Low-tech: communication books and charts are paper-based ways of making a set of symbols available. The symbols are usually accompanied by text. The book or chart may be accessed by pointing but other access methods also exist. See Low-tech use of symbols for more about these, and other methods, of using symbols.
High-tech: symbols on mobile devices may be part of a communication app or may need to be purchased separately. It may be possible to choose a preferred symbol set. Apps may have a pre-arranged vocabulary and layout. It may be possible to edit the vocabulary or it may need to be designed from scratch. With a dedicated communication aid, it may be possible to choose a preferred symbol set and to alter the layout. Symbols on a computer may be used for accessing the internet, to support reading or to generate messages which can be printed, emailed or uploaded.
Here are some programs for producing symbol-supported materials. They let you create a wide range of resources, including communication books and charts, posters, labels, worksheets and timetables:
Communicate: In Print
This is a desktop publishing program for creating symbol-supported resources for printing accessible materials. The program contains the full Widgit Symbol Set. There are templates and resources available for signage, labels, posters, books, leaflets, flashcards, worksheets and timetables.
For further information see: www.widgit.com/products/inprint/index.htm
Communicate: Symwriter 2
This is a symbol-supported word processor using Widgit Symbols to show the meaning of each word as it is typed. The program contains the full Widgit Symbol Set. The program offers text to speech and a spell checker with symbol support. The student can write by selecting symbols from grids (using alternative access methods).
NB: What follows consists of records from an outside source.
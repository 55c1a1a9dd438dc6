//! Mapping of service errors onto HTTP responses.

use axum::{
    Json,
    http::StatusCode,
    response::{IntoResponse, Response},
};
use serde::Serialize;
use tourney::{ErrorKind, ServiceError};

use crate::{logging, metrics};

/// JSON error body
#[derive(Debug, Serialize)]
pub struct ErrorResponse {
    pub error: String,
    pub kind: &'static str,
}

/// Handler error wrapping a [`ServiceError`].
#[derive(Debug)]
pub struct ApiError(pub ServiceError);

impl From<ServiceError> for ApiError {
    fn from(err: ServiceError) -> Self {
        Self(err)
    }
}

/// HTTP status for an error kind.
pub fn status_for(kind: ErrorKind) -> StatusCode {
    match kind {
        ErrorKind::Validation => StatusCode::BAD_REQUEST,
        ErrorKind::NotFound => StatusCode::NOT_FOUND,
        ErrorKind::Conflict => StatusCode::CONFLICT,
        ErrorKind::InsufficientFunds => StatusCode::PAYMENT_REQUIRED,
        ErrorKind::Store => StatusCode::INTERNAL_SERVER_ERROR,
        ErrorKind::Cache => StatusCode::SERVICE_UNAVAILABLE,
    }
}

impl IntoResponse for ApiError {
    fn into_response(self) -> Response {
        let kind = self.0.kind();
        metrics::service_errors_total(kind);

        match kind {
            ErrorKind::Store => tracing::error!(error = %self.0, "Store failure"),
            ErrorKind::Cache => logging::log_cache_drift(kind.as_str(), &self.0.to_string()),
            _ => tracing::debug!(error = %self.0, "Request rejected"),
        }

        let body = ErrorResponse {
            error: self.0.client_message(),
            kind: kind.as_str(),
        };
        (status_for(kind), Json(body)).into_response()
    }
}

/// Result type for handlers
pub type ApiResult<T> = Result<T, ApiError>;

#[cfg(test)]
mod tests {
    use super::*;

    #[test]
    fn test_status_mapping() {
        assert_eq!(status_for(ErrorKind::Validation), StatusCode::BAD_REQUEST);
        assert_eq!(status_for(ErrorKind::NotFound), StatusCode::NOT_FOUND);
        assert_eq!(status_for(ErrorKind::Conflict), StatusCode::CONFLICT);
        assert_eq!(
            status_for(ErrorKind::InsufficientFunds),
            StatusCode::PAYMENT_REQUIRED
        );
        assert_eq!(
            status_for(ErrorKind::Store),
            StatusCode::INTERNAL_SERVER_ERROR
        );
        assert_eq!(
            status_for(ErrorKind::Cache),
            StatusCode::SERVICE_UNAVAILABLE
        );
    }

    #[test]
    fn test_conflict_response() {
        let response =
            ApiError(ServiceError::Conflict("tournament cannot be ended".to_string()))
                .into_response();
        assert_eq!(response.status(), StatusCode::CONFLICT);
    }
}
Teachers can create their own activities.
For further information see: www.widgit.com/products/symwriter/index.htm
Boardmaker (Plus and Studio)
These are design programs for creating visual materials using Picture Communication Symbols.
For further information see: www.mayer-johnson.com
This is a design program for creating visual materials and uses PCS, Widgit Symbols and Symbolstixs.
For further information see: www.inclusive.co.uk/matrix-maker-p4837
The layout of symbols should simplify the task of finding a particular symbol. This often means that a person may have several 'pages' of symbols. Some symbol layouts are grouped according to the meaning, e.g. symbols for clothes on one page, symbols for places on another. Some layouts make use of grammar, e.g. all describing words ("big", "dirty, "hungry") are together, and all action words ("go", "drive") are grouped together. Others are organised around a topic or situation, (Bowling, or Getting Dressed) so words for that situation are grouped on the same page.
Symbols need to be organised so the person who uses them for communication can see, reach and carry them as required. Some people have their symbols displayed on a chart on their wheelchair tray, others use a book with the symbols arranged on the pages. Different sizes of books have their own pros and cons – a small book might be very easily carried around but is likely to contain fewer symbols than a large A4 folder. Some people might need different books for different situations. Topic boards can be useful for specific activities or places. Topic boards might be displayed permanently in specific environments (e.g. at the sand tray, in the bathroom, at the supermarket) rather than being carried by the individual.